Around 50 million Android users were hit by some form of security issue last year, firm tells TechWeekEurope
Most of us use our smartphones every day, often without thinking what kind of data we are sharing across the world. But how much should we really be worried?
Mobile World Congress 2015 was full of companies emphasising the importance of staying secure when using mobile devices, which have become a growing risk for many consumers, and often house our most personal data.
TechWeekEurope met with Jude McColgan, president of mobile at security experts Avast, to find out just what consumers should be doing to protect themselves when using their devices.
The cyber-security space has changed a lot since 2014, McColgan believes, mainly thanks to high-profile corporate hacks such as that which hit Sony Pictures, but also in terms of what doesn’t make the evening news.
“Consumers are getting hit,” he says, “If you think about all the Android devices (in circulation) there’s probably around 50 to 75 million people who were affected by security that takes over their phone – so it’s becoming pretty real.”
The overall scope of threats, what McColgan calls “the spectrum of security” is also changing; as hackers look to target soft targets which many users might not even realise single them out. This includes Wi-Fi routers and networks, which can be hijacked or infected easily to take advantage of the huge amount of people who freely connect to open networks and put their privacy at risk.
“We think Wi-Fi is going to be a big one,” McColgan says, “we all love the convenience of it…but privacy is becoming a big deal!”
He cites a recent Avast experiment which found that between 80 and 90 percent of mobile users in cities across the world were willing to open up unsecured free Wi-Fi networks, with around 50 percent then producing traffic on those networks, which immediately puts data such as passwords at risk
“It’s a big deal – you love the convenience of Wi-Fi, but it’s going to suck when you get hurt!”
However malware remains a major issue for smartphone users, with McColgan (pictured right) saying that Avast detects around 3,000 new strains a day, meaning the company found around 1.3 million new threats just in 2014.
“The malware risk is increasing,” he says, “not just in developed locations like London, but all over the world.”
He highlights ransomware as one particularly unwelcome trend, which has exploded out of Eastern European countries and is now worth around $100-150m a year.
This malware is now increasingly affecting advertising networks, often neglected by developers and users and therefore all too easily falling prey to hackers, as well as the app stores themselves, particularly third-party offerings.
Mobile payments and online shopping are also proving to be appealing targets for criminals, it seems, as more and more of us use our smartphones and tablets to make purchases.
The majority of this risk comes through browser shopping, where users buy items via their device’s in-built browser. The worry here is that such programs store user passwords and details, which can be hacked.
In-app purchases are also a cause for concern, McColgan says, as they can be opened up by phishing attacks that would allow a hacker to view all the data within.
Overall, Avast, which has already seen over 100 million Google Play downloads of its mobile app, is trying to raise awareness amongst consumers, with McColgan emphasising the amount of research the company is doing to understand what is going on in the market to ensure it is always prepared.

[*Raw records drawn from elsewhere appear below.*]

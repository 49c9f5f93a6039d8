//! Re-exports of the synchronization primitives used by the queue internals.
//!
//! Under `--cfg loom` these resolve to loom's model-checked doubles so the
//! tests in `tests/loom.rs` can exhaustively explore interleavings. The
//! wrappers keep a single call-site API (`with`/`with_mut` for cell access,
//! `spin`/`snooze` for waiting) across both builds.

#[cfg(not(loom))]
pub(crate) use std::sync::atomic::{AtomicUsize, Ordering};

#[cfg(loom)]
pub(crate) use loom::sync::atomic::{AtomicUsize, Ordering};

#[cfg(loom)]
pub(crate) use loom::cell::UnsafeCell;

/// `UnsafeCell` with loom's closure-based API.
#[cfg(not(loom))]
#[derive(Debug)]
pub(crate) struct UnsafeCell<T>(std::cell::UnsafeCell<T>);

#[cfg(not(loom))]
impl<T> UnsafeCell<T> {
    pub(crate) fn new(data: T) -> Self {
        Self(std::cell::UnsafeCell::new(data))
    }

    #[inline]
    pub(crate) fn with<R>(&self, f: impl FnOnce(*const T) -> R) -> R {
        f(self.0.get())
    }

    #[inline]
    pub(crate) fn with_mut<R>(&self, f: impl FnOnce(*mut T) -> R) -> R {
        f(self.0.get())
    }
}

#[cfg(not(loom))]
pub(crate) use crossbeam_utils::Backoff;

/// Stand-in for `crossbeam_utils::Backoff` that yields to the loom scheduler
/// instead of spinning, so model runs terminate.
#[cfg(loom)]
#[derive(Debug)]
pub(crate) struct Backoff;

#[cfg(loom)]
impl Backoff {
    pub(crate) fn new() -> Self {
        Self
    }

    pub(crate) fn spin(&self) {
        loom::thread::yield_now();
    }

    pub(crate) fn snooze(&self) {
        loom::thread::yield_now();
    }
}
impl From<RawNode> for Node {
    fn from(raw: RawNode) -> Self {
        match raw.kind.as_str() {
            "doc" => Node::Document {
                content: convert_children(raw.content),
            },
            "paragraph" => Node::Paragraph {
                attrs: BlockAttrs::from_raw(&raw.attrs),
                content: convert_children(raw.content),
            },
            "heading" => Node::Heading {
                level: raw
                    .attrs
                    .get("level")
                    .and_then(lenient_u64)
                    .map(|n| n.min(u8::MAX as u64) as u8)
                    .unwrap_or(1),
                attrs: BlockAttrs::from_raw(&raw.attrs),
                content: convert_children(raw.content),
            },
            "bulletList" => Node::BulletList {
                content: convert_children(raw.content),
            },
            "orderedList" => Node::OrderedList {
                start: raw
                    .attrs
                    .get("start")
                    .and_then(lenient_u64)
                    .map(|n| n.min(u32::MAX as u64) as u32)
                    .unwrap_or(1),
                content: convert_children(raw.content),
            },
            "listItem" => Node::ListItem {
                content: convert_children(raw.content),
            },
            "blockquote" => Node::Blockquote {
                content: convert_children(raw.content),
            },
            "codeBlock" => Node::CodeBlock {
                language: raw
                    .attr_str("language")
                    .filter(|lang| !lang.is_empty())
                    .map(String::from),
                text: raw.plain_text(),
            },
            "horizontalRule" => Node::HorizontalRule,
            "image" => Node::Image(ImageAttrs::from_raw(&raw.attrs)),
            "table" => Node::Table(raw),
            "text" => Node::Text(Text {
                text: raw.text.unwrap_or_default(),
                marks: raw.marks.into_iter().filter_map(Mark::from_raw).collect(),
            }),
            _ => Node::Unknown(raw),
        }
    }
}

impl From<Node> for RawNode {
    fn from(node: Node) -> Self {
        let children = |content: Vec<Node>| -> Vec<RawNode> {
            content.into_iter().map(RawNode::from).collect()
        };
        match node {
            Node::Document { content } => RawNode {
                content: children(content),
                ..RawNode::new("doc")
            },
            Node::Paragraph { attrs, content } => {
                let mut raw = RawNode::new("paragraph");
                attrs.write_raw(&mut raw.attrs);
                raw.content = children(content);
                raw
            }
            Node::Heading {
                level,
                attrs,
                content,
            } => {
                let mut raw = RawNode::new("heading");
                raw.attrs.insert("level".into(), Value::from(level));
                attrs.write_raw(&mut raw.attrs);
                raw.content = children(content);
                raw
            }
            Node::BulletList { content } => RawNode {
                content: children(content),
                ..RawNode::new("bulletList")
            },
            Node::OrderedList { start, content } => {
                let mut raw = RawNode::new("orderedList");
                raw.attrs.insert("start".into(), Value::from(start));
                raw.content = children(content);
                raw
            }
            Node::ListItem { content } => RawNode {
                content: children(content),
                ..RawNode::new("listItem")
            },
            Node::Blockquote { content } => RawNode {
                content: children(content),
                ..RawNode::new("blockquote")
            },
            Node::CodeBlock { language, text } => {
                let mut raw = RawNode::new("codeBlock");
                if let Some(language) = language {
                    raw.attrs.insert("language".into(), Value::String(language));
                }
                if !text.is_empty() {
                    raw.content.push(RawNode {
                        text: Some(text),
                        ..RawNode::new("text")
                    });
                }
                raw
            }
            Node::HorizontalRule => RawNode::new("horizontalRule"),
            Node::Image(image) => RawNode {
                attrs: image.to_raw(),
                ..RawNode::new("image")
            },
            Node::Text(text) => RawNode {
                marks: text.marks.iter().map(Mark::to_raw).collect(),
                text: Some(text.text),
                ..RawNode::new("text")
            },
            Node::Table(raw) | Node::Unknown(raw) => raw,
        }
    }
}

#[cfg(test)]
mod tests {
    use super::*;
    use serde_json::json;

    #[test]
    fn test_parse_editor_json() {
        let value = json!({
            "type": "doc",
            "content": [
                {"type": "heading", "attrs": {"level": 3, "textAlign": "center", "blockId": "h1"},
                 "content": [{"type": "text", "text": "Title"}]},
                {"type": "paragraph", "content": [
                    {"type": "text", "text": "red", "marks": [
                        {"type": "bold"},
                        {"type": "textStyle", "attrs": {"color": "#f00", "fontFamily": null}}
                    ]}
                ]}
            ]
        });

        let doc: Node = serde_json::from_value(value).unwrap();
        let Node::Document { content } = &doc else {
            panic!("expected document");
        };

        match &content[0] {
            Node::Heading { level, attrs, .. } => {
                assert_eq!(*level, 3);
                assert_eq!(attrs.text_align, Some(TextAlign::Center));
                assert_eq!(attrs.block_id.as_deref(), Some("h1"));
            }
            other => panic!("expected heading, got {:?}", other),
        }

        match &content[1].children()[0] {
            Node::Text(text) => {
                assert_eq!(
                    text.marks,
                    vec![
                        Mark::Bold,
                        Mark::TextStyle {
                            font_family: None,
                            font_size: None,
                            color: Some("#f00".into()),
                        }
                    ]
                );
            }
            other => panic!("expected text, got {:?}", other),
        }
    }

    #[test]
    fn test_unknown_node_survives() {
        let value = json!({"type": "mention", "attrs": {"id": "u1"}, "content": [{"type": "text", "text": "@ann"}]});
        let node: Node = serde_json::from_value(value.clone()).unwrap();
        assert!(matches!(node, Node::Unknown(_)));
        assert_eq!(node.plain_text(), "@ann");
        assert_eq!(serde_json::to_value(&node).unwrap(), value);
    }

    #[test]
    fn test_unsupported_mark_is_dropped() {
        let value = json!({"type": "text", "text": "x", "marks": [{"type": "comment"}, {"type": "italic"}]});
        let node: Node = serde_json::from_value(value).unwrap();
        assert_eq!(node, Node::styled("x", vec![Mark::Italic]));
    }

    #[test]
    fn test_image_dimensions_lenient() {
        let value = json!({"type": "image", "attrs": {"src": "a.png", "width": "300px", "height": 120.4}});
        let node: Node = serde_json::from_value(value).unwrap();
        match node {
            Node::Image(image) => {
                assert_eq!(image.width, Some(300));
                assert_eq!(image.height, Some(120));
                assert_eq!(image.alt, "");
            }
            other => panic!("expected image, got {:?}", other),
        }
    }

    #[test]
    fn test_code_block_text_roundtrip() {
        let node = Node::code_block(Some("rust"), "fn main() {}\n");
        let value = serde_json::to_value(&node).unwrap();
        assert_eq!(value["attrs"]["language"], "rust");
        assert_eq!(value["content"][0]["text"], "fn main() {}\n");
        let back: Node = serde_json::from_value(value).unwrap();
        assert_eq!(back, node);
    }

    #[test]
    fn test_with_block_id() {
        let node = Node::paragraph(vec![]).with_block_id("abc");
        assert_eq!(node.block_id(), Some("abc"));
        assert_eq!(Node::HorizontalRule.with_block_id("x").block_id(), None);
    }

    #[test]
    fn test_mark_partition() {
        assert!(Mark::Bold.has_markdown_syntax());
        assert!(Mark::Link { href: "x".into() }.has_markdown_syntax());
        assert!(!Mark::Underline.has_markdown_syntax());
        assert!(!Mark::Highlight { color: None }.has_markdown_syntax());
    }
}
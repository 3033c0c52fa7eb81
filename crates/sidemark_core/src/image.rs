//! Image reference indirection.
//!
//! Inline image payloads (`data:` URIs) are never written into the plain-text
//! body. The serializer hands each distinct payload to an [`ImageStore`] and
//! writes the returned token as `@img:<token>`; the deserializer asks the same
//! store to turn the token back into a payload. The converter itself never
//! touches storage.
//!
//! ## Object safety
//!
//! `ImageStore` returns boxed futures so it can be used as `dyn ImageStore`,
//! the same way the filesystem abstractions of the host application are.

use std::collections::HashMap;
use std::future::Future;
use std::pin::Pin;
use std::sync::{Arc, Mutex, MutexGuard};

use sha2::{Digest, Sha256};

use crate::error::{Result, SidemarkError};

/// Prefix of an image reference in the plain text.
pub const IMAGE_REF_PREFIX: &str = "@img:";

/// Number of hex characters of the content hash used as a token.
pub const TOKEN_LEN: usize = 16;

/// A boxed future for object-safe async methods.
///
/// On native targets, futures are `Send` for compatibility with multi-threaded runtimes.
#[cfg(not(target_arch = "wasm32"))]
pub type BoxFuture<'a, T> = Pin<Box<dyn Future<Output = T> + Send + 'a>>;

/// A boxed future for object-safe async methods.
///
/// WASM version without `Send` requirement - JavaScript is single-threaded.
#[cfg(target_arch = "wasm32")]
pub type BoxFuture<'a, T> = Pin<Box<dyn Future<Output = T> + 'a>>;

/// Storage collaborator for image payloads.
///
/// Implementations must be idempotent for identical payloads (typically by
/// deriving the token from a content hash, see [`content_token`]).
#[cfg(not(target_arch = "wasm32"))]
pub trait ImageStore: Send + Sync {
    /// Persist an inline payload and return its reference token.
    fn store_image<'a>(&'a self, payload: &'a str) -> BoxFuture<'a, Result<String>>;

    /// Resolve a reference token back into its inline payload.
    /// Fails if the token is unknown.
    fn load_image<'a>(&'a self, token: &'a str) -> BoxFuture<'a, Result<String>>;
}

/// Storage collaborator for image payloads (WASM version, no `Send + Sync`).
#[cfg(target_arch = "wasm32")]
pub trait ImageStore {
    /// Persist an inline payload and return its reference token.
    fn store_image<'a>(&'a self, payload: &'a str) -> BoxFuture<'a, Result<String>>;

    /// Resolve a reference token back into its inline payload.
    fn load_image<'a>(&'a self, token: &'a str) -> BoxFuture<'a, Result<String>>;
}

/// Format an image reference for the plain text.
pub fn image_ref(token: &str) -> String {
    format!("{}{}", IMAGE_REF_PREFIX, token)
}

/// Extract the token of an `@img:<token>` reference.
///
/// # Examples
///
/// ```
/// use sidemark_core::image::parse_image_ref;
///
/// assert_eq!(parse_image_ref("@img:0123456789abcdef"), Some("0123456789abcdef"));
/// assert_eq!(parse_image_ref("@img:"), None);
/// assert_eq!(parse_image_ref("photo.png"), None);
/// ```
pub fn parse_image_ref(src: &str) -> Option<&str> {
    src.strip_prefix(IMAGE_REF_PREFIX)
        .filter(|token| !token.is_empty())
        .filter(|token| {
            token
                .chars()
                .all(|c| c.is_ascii_alphanumeric() || c == '_' || c == '-')
        })
}

/// Whether an image source is an inline payload that must go through the store.
pub fn is_inline_payload(src: &str) -> bool {
    src.starts_with("data:")
}

/// Content-addressed token for a payload: the first [`TOKEN_LEN`] hex chars of its SHA-256.
pub fn content_token(payload: &str) -> String {
    let mut hex = format!("{:x}", Sha256::digest(payload.as_bytes()));
    hex.truncate(TOKEN_LEN);
    hex
}

#[derive(Default)]
struct MemoryState {
    images: HashMap<String, String>,
    store_calls: usize,
    load_calls: usize,
}

/// In-memory, content-addressed image store.
///
/// Clones share the same storage, so a store handed to the serializer can be
/// inspected (or reused by the deserializer) afterwards.
#[derive(Clone, Default)]
pub struct MemoryImageStore {
    state: Arc<Mutex<MemoryState>>,
}

impl MemoryImageStore {
    /// Create an empty store.
    pub fn new() -> Self {
        Self::default()
    }

    /// Pre-populate a token (builder pattern).
    pub fn with_image(self, token: &str, payload: &str) -> Self {
        self.lock()
            .images
            .insert(token.to_string(), payload.to_string());
        self
    }

    fn lock(&self) -> MutexGuard<'_, MemoryState> {
        self.state.lock().unwrap_or_else(|poisoned| poisoned.into_inner())
    }

    /// Payload stored under `token`.
    pub fn get(&self, token: &str) -> Option<String> {
        self.lock().images.get(token).cloned()
    }

    /// Number of stored payloads.
    pub fn len(&self) -> usize {
        self.lock().images.len()
    }

    /// Whether nothing is stored.
    pub fn is_empty(&self) -> bool {
        self.len() == 0
    }

    /// How many times `store_image` has been called.
    pub fn store_calls(&self) -> usize {
        self.lock().store_calls
    }

    /// How many times `load_image` has been called.
    pub fn load_calls(&self) -> usize {
        self.lock().load_calls
    }
}

impl ImageStore for MemoryImageStore {
    fn store_image<'a>(&'a self, payload: &'a str) -> BoxFuture<'a, Result<String>> {
        Box::pin(async move {
            let token = content_token(payload);
            let mut state = self.lock();
            state.store_calls += 1;
            state.images.insert(token.clone(), payload.to_string());
            Ok(token)
        })
    }

    fn load_image<'a>(&'a self, token: &'a str) -> BoxFuture<'a, Result<String>> {
        Box::pin(async move {
            let mut state = self.lock();
            state.load_calls += 1;
            state
                .images
                .get(token)
                .cloned()
                .ok_or_else(|| SidemarkError::ImageNotFound(token.to_string()))
        })
    }
}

The company’s new SecureMe product, which is designed to quickly and easily protect users, from technology experts to total newbies, goes some way towards this, offering a one-touch solution to encrypt data and keep customers safe.
Looking forward, the company will continue trying to cover as many risk vectors as possible, McColgan says, and is working towards developing a secure browser and new password management tools.
Interestingly, it is also looking at app discovery and reputation. Typically, apps become popular depending on the money and marketing thrust behind them, but Avast is building a platform that would see smaller businesses get the chance to hit the spotlight too.
This new offering, due out later this summer, will user Avast’s database to offer wider and more in-depth information on apps, including the amount of battery usage, the uninstall rate amongst users, and the possibility of being exposed to risky content.
“The whole area of app reputation and app discovery is so big and dense,” McColgan says, “you often get lost in the damn thing! We think we can solve this using our data, and by searching, and finally, through context.